Additional variability is introduced into the test statistic when plugging in the estimated covariance of \({\hat{\beta }}_{OLS}\) and, consequently, the parametric test statistic does not follow the non-central Chi-squared distribution (2). For linear regression models, it can be shown that the test statistic divided by its own degrees of freedom \(m_1\) follows the non-central F distribution (see Appendix)

$$\begin{aligned} T_{(p)}^2 / m_1 \sim F(m_1, n - m; nS^2_{\beta }). \end{aligned}$$
(8)

By plugging the parametric test statistic (7) into (3), we can derive a parametric version of the estimator for the RESI. The expectation and variance of the parametric test statistic are derived from the moments of the F distribution,

$$\begin{aligned} \mathbb {E}T_{(p)}^2&= \frac{(n-m)(m_1 + nS^2_{\beta })}{n-m - 2}\\ \textrm{Var}\left( T_{(p)}^2 \right)&= 2 \frac{(m_1 + nS^2_{\beta })^2 + (m_1 + 2nS^2_{\beta })(n-m-2)}{(n-m-2)^2 (n-m-4)}\left( n-m \right) ^2 \end{aligned}$$

\(\mathbb {E}T_{(p)}^2\) and \(\textrm{Var} \left( T_{(p)}^2 \right) \) are asymptotically equivalent to

$$\begin{aligned} \mathbb {E}T_{(p)}^2&\simeq m_1 + nS^2_{\beta }\nonumber \\ \textrm{Var} \left( T_{(p)}^2 \right)&\simeq 2(m_1 + 2nS^2_{\beta }) + 2\left( 2 m_1 S^2_{\beta } + nS^4_{\beta } \right) \nonumber \\&= \textrm{Var} \left( T_{(o)}^2 \right) + 2\left( 2 m_1 S^2_{\beta } + nS^4_{\beta } \right) . \end{aligned}$$
(9)

This parametric test statistic, which is the simplest unknown variance case, has a variance that is not asymptotically equal to the variance of the oracle test statistic, which follows the non-central Chi-squared distribution. The consequence of this fact is that a CI using the Chi-squared distribution will have lower than nominal coverage for the NCP and effect sizes that are a function of the NCP. In fact, the CI will become increasingly inaccurate as the effect size or sample size get larger. We demonstrate this with simulations in Sect. 4.

Robust Estimator: When there is a suspected unknown heteroskedasticity, a robust version of covariance estimator of \({\hat{\beta }}_{OLS}\) can be applied instead,

$$\begin{aligned} \hat{\Sigma }_{\beta _{\textrm{OLS} } } = (X^T X)^{-1}X^T {\hat{G}} X (X^T X)^{-1} \end{aligned}$$

where \({\hat{G}}_{ij} = \frac{e_i^2}{(1 - h_i)^2}\) if \(i = j\) and \({\hat{G}}_{ij} = 0\) if \(i \ne j\), \(e_i = Y_i - X_i{\hat{\beta }}\) is the ith residual, and \(h_i\) is the i-th element on the diagonal of the hat matrix H, i.e., \(h_i = x_i (X^TX)^{-1} x_i^T\) (Long & Ervin, 2000). Many versions of this robust “sandwich" covariance estimator have been proposed, this version is discussed by Long & Ervin (2000) as a jackknife approximation.

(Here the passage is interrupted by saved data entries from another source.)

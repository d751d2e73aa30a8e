//! OpenAI-compatible embedding backend

use super::Embedder;
use crate::config::Config;
use crate::error::{Error, Result};
use async_trait::async_trait;
use reqwest::Client;
use serde::{Deserialize, Serialize};
use std::time::Duration;
use url::Url;

#[derive(Debug, Clone, Serialize)]
struct EmbeddingRequest {
    model: String,
    input: Vec<String>,
}

#[derive(Debug, Clone, Deserialize)]
#[serde(untagged)]
enum EmbeddingResponse {
    Data { data: Vec<EmbeddingData> },
    Embeddings { embeddings: Vec<Vec<f32>> },
}

#[derive(Debug, Clone, Deserialize)]
struct EmbeddingData {
    embedding: Vec<f32>,
}

impl EmbeddingResponse {
    fn into_embeddings(self) -> Vec<Vec<f32>> {
        match self {
            EmbeddingResponse::Data { data } => data.into_iter().map(|d| d.embedding).collect(),
            EmbeddingResponse::Embeddings { embeddings } => embeddings,
        }
    }
}

/// Embedder backed by an OpenAI-compatible `/embeddings` endpoint
pub struct OpenAiEmbedder {
    client: Client,
    base_url: Url,
    api_key: String,
    model: String,
    dimension: usize,
    retries: usize,
}

impl OpenAiEmbedder {
    pub fn new(config: &Config) -> Result<Self> {
        let api_key = config.api_key()?;
        Self::with_params(
            &config.openai.api_base,
            api_key,
            &config.openai.embedding_model,
            config.embedding.dimension,
            config.openai.request_timeout_secs,
        )
    }

    pub fn with_params(
        api_base: &str,
        api_key: String,
        model: &str,
        dimension: usize,
        timeout_secs: u64,
    ) -> Result<Self> {
        let base_url = Url::parse(&ensure_trailing_slash(api_base))?;
        let client = Client::builder()
            .timeout(Duration::from_secs(timeout_secs))
            .build()?;
        Ok(Self {
            client,
            base_url,
            api_key,
            model: model.to_string(),
            dimension,
            retries: 2,
        })
    }

    fn endpoint(&self, path: &str) -> Result<Url> {
        self.base_url
            .join(path)
            .map_err(|e| Error::Config(format!("Invalid API base URL: {}", e)))
    }

    async fn send_with_retry<T: for<'de> Deserialize<'de>>(
        &self,
        request: reqwest::RequestBuilder,
    ) -> Result<T> {
        let mut last_err: Option<Error> = None;
        for attempt in 0..=self.retries {
            let req = request
                .try_clone()
                .ok_or_else(|| Error::Embedding("Failed to clone backend request".to_string()))?;
            match req.send().await {
                Ok(response) => match response.error_for_status() {
                    Ok(ok) => return Ok(ok.json::<T>().await?),
                    Err(e) => last_err = Some(Error::Embedding(e.to_string())),
                },
                Err(e) => last_err = Some(Error::Embedding(e.to_string())),
            }

            if attempt < self.retries {
                tokio::time::sleep(Duration::from_millis(200 * (attempt + 1) as u64)).await;
            }
        }

        Err(last_err
            .unwrap_or_else(|| Error::Embedding("Embedding request failed".to_string())))
    }

    fn validate_dimensions(&self, embeddings: &[Vec<f32>]) -> Result<()> {
        if let Some(mismatch) = embeddings.iter().find(|vec| vec.len() != self.dimension) {
            return Err(Error::Embedding(format!(
                "Embedding dimension mismatch for model '{}': expected {}, got {}",
                self.model,
                self.dimension,
                mismatch.len()
            )));
        }
        Ok(())
    }
}

#[async_trait]
impl Embedder for OpenAiEmbedder {
    async fn embed(&self, texts: Vec<String>) -> Result<Vec<Vec<f32>>> {
        if texts.is_empty() {
            return Ok(Vec::new());
        }

        let expected = texts.len();
        let url = self.endpoint("embeddings")?;
        let body = EmbeddingRequest {
            model: self.model.clone(),
            input: texts,
        };
        let request = self
            .client
            .post(url)
            .bearer_auth(&self.api_key)
            .json(&body);

        let parsed: EmbeddingResponse = self.send_with_retry(request).await?;
        let embeddings = parsed.into_embeddings();

        if embeddings.len() != expected {
            return Err(Error::Embedding(format!(
                "Expected {} embeddings, got {}",
                expected,
                embeddings.len()
            )));
        }

        self.validate_dimensions(&embeddings)?;
        Ok(embeddings)
    }

    fn dimension(&self) -> usize {
        self.dimension
    }

    fn model_name(&self) -> &str {
        &self.model
    }
}

fn ensure_trailing_slash(url: &str) -> String {
    if url.ends_with('/') {
        url.to_string()
    } else {
        format!("{}/", url)
    }
}

#[cfg(test)]
mod tests {
    use super::*;
    use wiremock::matchers::{header, method, path};
    use wiremock::{Mock, MockServer, ResponseTemplate};

    fn test_embedder(base: &str, dimension: usize) -> OpenAiEmbedder {
        OpenAiEmbedder::with_params(base, "test-key".to_string(), "test-model", dimension, 5)
            .unwrap()
    }

    #[tokio::test]
    async fn test_embed_parses_openai_response() {
        let server = MockServer::start().await;

        Mock::given(method("POST"))
            .and(path("/v1/embeddings"))
            .and(header("authorization", "Bearer test-key"))
            .respond_with(ResponseTemplate::new(200).set_body_json(serde_json::json!({
                "object": "list",
                "data": [
                    {"object": "embedding", "index": 0, "embedding": [0.1, 0.2, 0.3]},
                    {"object": "embedding", "index": 1, "embedding": [0.4, 0.5, 0.6]}
                ],
                "model": "test-model"
            })))
            .mount(&server)
            .await;

        let embedder = test_embedder(&format!("{}/v1", server.uri()), 3);
        let embeddings = embedder
            .embed(vec!["first".to_string(), "second".to_string()])
            .await
            .unwrap();

        assert_eq!(embeddings.len(), 2);
        assert_eq!(embeddings[0], vec![0.1, 0.2, 0.3]);
    }

    #[tokio::test]
    async fn test_embed_rejects_dimension_mismatch() {
        let server = MockServer::start().await;

        Mock::given(method("POST"))
            .and(path("/v1/embeddings"))
            .respond_with(ResponseTemplate::new(200).set_body_json(serde_json::json!({
                "data": [{"embedding": [0.1, 0.2]}]
            })))
            .mount(&server)
            .await;

        let embedder = test_embedder(&format!("{}/v1", server.uri()), 3);
        let err = embedder
            .embed(vec!["text".to_string()])
            .await
            .expect_err("should reject wrong dimension");

        match err {
            Error::Embedding(message) => assert!(message.contains("dimension mismatch")),
            other => panic!("expected embedding error, got {other:?}"),
        }
    }

    #[tokio::test]
    async fn test_embed_retries_then_fails() {
        let server = MockServer::start().await;

        Mock::given(method("POST"))
            .and(path("/v1/embeddings"))
            .respond_with(ResponseTemplate::new(500))
            .expect(3) // initial attempt + 2 retries
            .mount(&server)
            .await;

        let embedder = test_embedder(&format!("{}/v1", server.uri()), 3);
        let result = embedder.embed(vec!["text".to_string()]).await;
        assert!(result.is_err());
    }

    #[tokio::test]
    async fn test_empty_input_short_circuits() {
        let embedder = test_embedder("http://127.0.0.1:1/v1", 3);
        let embeddings = embedder.embed(Vec::new()).await.unwrap();
        assert!(embeddings.is_empty());
    }
}
//! Crawl command implementation

use crate::config::{Config, CRAWL_MAX_PAGES_LIMIT};
use crate::crawl::{Crawler, PageOutcome};
use crate::embed::Embedder;
use crate::error::{Error, Result};
use crate::ingest::{IngestInput, IngestOutcome, Ingestor};
use crate::llm::LlmClient;
use crate::meta::{ContentType, MetaDb, RunStatus};
use crate::progress::count_bar;
use crate::store::QdrantStore;
use serde::{Deserialize, Serialize};
use tracing::{info, warn};

/// Statistics from one crawl run
#[derive(Debug, Clone, Serialize, Deserialize)]
pub struct CrawlStats {
    pub run_id: String,
    pub seed_url: String,
    pub pages_fetched: usize,
    pub pages_failed: usize,
    pub items: Vec<IngestOutcome>,
    pub errors: Vec<String>,
}

/// Crawl a site from a seed URL and ingest every fetched page.
/// A failed page is recorded and skipped; it never aborts the run.
pub async fn cmd_crawl(
    config: &Config,
    db: &MetaDb,
    store: &QdrantStore,
    embedder: &dyn Embedder,
    llm: Option<&LlmClient>,
    seed_url: &str,
    max_pages: Option<u32>,
) -> Result<CrawlStats> {
    let mut crawl_config = config.crawl.clone();
    if let Some(pages) = max_pages {
        if pages == 0 || pages > CRAWL_MAX_PAGES_LIMIT {
            return Err(Error::Config(format!(
                "--max-pages must be between 1 and {}",
                CRAWL_MAX_PAGES_LIMIT
            )));
        }
        crawl_config.max_pages = pages;
    }

    info!(
        "Crawling {} (up to {} pages)",
        seed_url, crawl_config.max_pages
    );

    let run = db.start_crawl_run(seed_url).await?;
    let crawler = Crawler::new(crawl_config.clone())?;

    let results = match crawler.crawl(seed_url).await {
        Ok(results) => results,
        Err(e) => {
            db.complete_crawl_run(&run.id, RunStatus::Failed, 0, 0, Some(vec![e.to_string()]))
                .await?;
            return Err(e);
        }
    };

    let mut stats = CrawlStats {
        run_id: run.id.clone(),
        seed_url: seed_url.to_string(),
        pages_fetched: 0,
        pages_failed: 0,
        items: Vec::new(),
        errors: Vec::new(),
    };

    let fetched: Vec<_> = results
        .into_iter()
        .filter_map(|r| match r.outcome {
            PageOutcome::Fetched(page) => Some(page),
            PageOutcome::Failed(reason) => {
                stats.pages_failed += 1;
                stats.errors.push(format!("{}: {}", r.url, reason));
                None
            }
        })
        .collect();

    let ingestor = Ingestor::new(config, db, store, embedder, llm);
    let bar = count_bar(fetched.len() as u64, "Ingesting pages");

    for page in fetched {
        let url = page.url.clone();
        let input = IngestInput {
            url: Some(page.url),
            title: page.title,
            text: page.text,
            content_type: ContentType::WebPage,
        };

        match ingestor.ingest(input).await {
            Ok(outcome) => {
                stats.pages_fetched += 1;
                stats.items.push(outcome);
            }
            Err(e) => {
                warn!("Failed to ingest {}: {}", url, e);
                stats.pages_failed += 1;
                stats.errors.push(format!("{}: {}", url, e));
            }
        }
        bar.inc(1);
    }
    bar.finish_and_clear();

    let status = if stats.pages_fetched > 0 || stats.pages_failed == 0 {
        RunStatus::Completed
    } else {
        RunStatus::Failed
    };
    let errors = if stats.errors.is_empty() {
        None
    } else {
        Some(stats.errors.clone())
    };
    db.complete_crawl_run(
        &run.id,
        status,
        stats.pages_fetched as i32,
        stats.pages_failed as i32,
        errors,
    )
    .await?;

    Ok(stats)
}

/// Print crawl statistics to console
pub fn print_crawl_stats(stats: &CrawlStats) {
    println!("\n✓ Crawl complete: {}", stats.seed_url);
    println!("  Pages ingested: {}", stats.pages_fetched);
    println!("  Pages failed: {}", stats.pages_failed);

    for item in &stats.items {
        println!("  • {} ({} chunks)", item.title, item.chunks_created);
    }

    if !stats.errors.is_empty() {
        println!("\nErrors:");
        for error in &stats.errors {
            println!("  ✗ {}", error);
        }
    }
}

The robust version of the test statistic in this case is

$$\begin{aligned} T_{(r)}^2&= n ({\hat{\beta }}_\textrm{OLS} - \beta _0)^T {\hat{\Sigma }}_{\beta }^{-1}({\hat{\beta }}_\textrm{OLS} - \beta _0) \nonumber \\&= ({\hat{\beta }}_\textrm{OLS} - \beta _0)^T (X^T X) (X^T {\hat{G}} X)^{-1} (X^T X) ({\hat{\beta }}_\textrm{OLS} - \beta _0) . \end{aligned}$$
(10)

Then the robust version of the estimator for RESI can be constructed by plugging (10) into (3).

Similar to the situation of parametric test statistic, the covariance of parameter estimator \({\hat{\beta }}_\textrm{OLS}\) is estimated. The estimator is still consistent

$$\begin{aligned} \mathbb {E}T_{(r)}^2&= \textrm{tr} \left( \left( n^{-1} \hat{\Sigma }_{\beta } \right) ^{-1} n^{-1}\Sigma _{\beta } \right) + n(\mathbb {E}{\hat{\beta }}_\textrm{OLS} - \beta _0)^T {\hat{\Sigma }}_{\beta }^{-1} (\mathbb {E}{\hat{\beta }}_\textrm{OLS} - \beta _0) \\&\simeq \textrm{tr} \left( \Sigma _{\beta }^{-1} \Sigma _{\beta } \right) + n(\beta - \beta _0)^T \Sigma _{\beta }^{-1} (\beta - \beta _0) \\&= \textrm{tr} \left( \textbf{I}_{m_1} \right) + nS^2 \\&= m_1 + nS^2 = \mathbb {E}T^2_{(o)}, \end{aligned}$$

but using the robust covariance estimator increases variance of the robust test statistic above the non-central Chi-squared and the F distributions. We found an analytical form for the variance of \(T_{(r)}^2\) to be intractable, so estimated it using simulations.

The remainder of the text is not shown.